[Collected data]
========================

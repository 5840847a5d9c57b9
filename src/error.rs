//! Error types

use crate::{Coordinate, CurveIdx, NumBits};
use thiserror::Error;

/// Result type of fallible curve operations
pub type Result<T> = core::result::Result<T, Error>;

/// Curve operation error
#[derive(Clone, Copy, Debug, Eq, PartialEq, Error)]
pub enum Error {
    /// The requested curve cannot be represented
    #[error("invalid curve configuration: {0}")]
    InvalidConfiguration(#[from] ConfigError),

    /// A curve index lies past the end of the curve
    #[error("curve index {index} is out of range (maximum is {max})")]
    IndexOutOfRange { index: CurveIdx, max: CurveIdx },

    /// A coordinate lies outside of the grid covered by the curve
    #[error("coordinate {value} of axis {axis} is out of range (maximum is {max})")]
    CoordinateOutOfRange {
        axis: usize,
        value: Coordinate,
        max: Coordinate,
    },
}

impl Error {
    /// Truth that this error was caused by an out-of-range conversion input
    pub fn is_out_of_range(&self) -> bool {
        matches!(
            self,
            Self::IndexOutOfRange { .. } | Self::CoordinateOutOfRange { .. }
        )
    }
}

/// Reason why a curve configuration was rejected
#[derive(Clone, Copy, Debug, Eq, PartialEq, Error)]
pub enum ConfigError {
    /// Curves need at least one axis
    #[error("a curve needs at least one dimension")]
    NoDimensions,

    /// Curves need at least one bit of resolution per axis
    #[error("a curve needs at least one bit of resolution per axis")]
    NoBits,

    /// Coordinates are too narrow for the requested resolution
    #[error("{bits} bits per axis do not fit in a {max}-bit coordinate")]
    CoordinateTooNarrow { bits: NumBits, max: NumBits },

    /// Curve indices are too narrow for the requested resolution
    #[error("{bits} bits per axis across {dims} axes do not fit in a {max}-bit curve index")]
    IndexTooNarrow {
        bits: NumBits,
        dims: usize,
        max: NumBits,
    },
}
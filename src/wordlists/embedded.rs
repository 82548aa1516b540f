//! Embedded word lists
//!
//! Word lists compiled into the binary at build time.

// Include generated word list from build script
include!(concat!(env!("OUT_DIR"), "/sample.rs"));
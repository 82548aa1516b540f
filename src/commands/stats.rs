//! Graph statistics command
//!
//! Summarizes the adjacency graph without enumerating ladders.

use super::generate::build_graph;
use crate::graph::{GraphStats, GraphStrategy};
use crate::ladder::{ConfigError, LadderConfig};
use std::time::{Duration, Instant};

/// Result of a statistics run
pub struct StatsResult {
    pub record_count: usize,
    pub word_length: usize,
    pub strategy: GraphStrategy,
    pub graph: GraphStats,
    pub duration: Duration,
}

/// Build the graph and collect its statistics
///
/// # Errors
///
/// Returns `ConfigError` if the configuration is invalid.
pub fn run_stats<S: AsRef<str>>(
    records: &[S],
    config: &LadderConfig,
    strategy: GraphStrategy,
) -> Result<StatsResult, ConfigError> {
    let start = Instant::now();
    let (_, graph) = build_graph(records, config, strategy)?;

    Ok(StatsResult {
        record_count: records.len(),
        word_length: config.word_length,
        strategy,
        graph: graph.stats(),
        duration: start.elapsed(),
    })
}
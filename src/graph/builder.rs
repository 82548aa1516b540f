//! Adjacency construction strategies
//!
//! Both strategies produce the same neighbor lists in the same order: neighbors
//! appear in the order their words appear in the input.

use crate::core::Word;
use rustc_hash::FxHashMap;

/// How to discover adjacent word pairs
#[derive(Debug, Clone, Copy, PartialEq, Eq, Default)]
pub enum GraphStrategy {
    /// Compare every pair of words, O(N²·L)
    #[default]
    Pairwise,
    /// Group words by wildcard keys, one key per masked position
    Bucketed,
}

impl GraphStrategy {
    /// Create a strategy from a name string
    ///
    /// Unknown names fall back to pairwise comparison.
    #[must_use]
    pub fn from_name(name: &str) -> Self {
        match name {
            "bucketed" | "buckets" | "fast" => Self::Bucketed,
            _ => Self::Pairwise,
        }
    }

    #[must_use]
    pub const fn name(self) -> &'static str {
        match self {
            Self::Pairwise => "pairwise",
            Self::Bucketed => "bucketed",
        }
    }

    /// Neighbor indices for every word in `words`
    ///
    /// `words` must already be free of duplicates. Each inner list is ascending.
    pub(crate) fn neighbor_indices(self, words: &[Word]) -> Vec<Vec<usize>> {
        match self {
            Self::Pairwise => pairwise(words),
            Self::Bucketed => bucketed(words),
        }
    }
}

fn pairwise(words: &[Word]) -> Vec<Vec<usize>> {
    words
        .iter()
        .map(|word1| {
            words
                .iter()
                .enumerate()
                .filter(|(_, word2)| word1.is_adjacent(word2))
                .map(|(j, _)| j)
                .collect()
        })
        .collect()
}

fn bucketed(words: &[Word]) -> Vec<Vec<usize>> {
    // Key: masked position plus the word's bytes with that position removed
    let mut buckets: FxHashMap<(usize, Vec<u8>), Vec<usize>> = FxHashMap::default();

    for (index, word) in words.iter().enumerate() {
        let bytes = word.bytes();
        for position in 0..bytes.len() {
            let mut masked = Vec::with_capacity(bytes.len() - 1);
            masked.extend_from_slice(&bytes[..position]);
            masked.extend_from_slice(&bytes[position + 1..]);
            buckets.entry((position, masked)).or_default().push(index);
        }
    }

    let mut neighbors = vec![Vec::new(); words.len()];
    for members in buckets.values().filter(|members| members.len() > 1) {
        for &i in members {
            neighbors[i].extend(members.iter().copied().filter(|&j| j != i));
        }
    }

    // Adjacent words share exactly one bucket, so sorting alone restores input order
    for list in &mut neighbors {
        list.sort_unstable();
    }

    neighbors
}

========================

[Task brief] Going through the records above, count the lines that hold the string "lies" and give only the total.

[Result] 2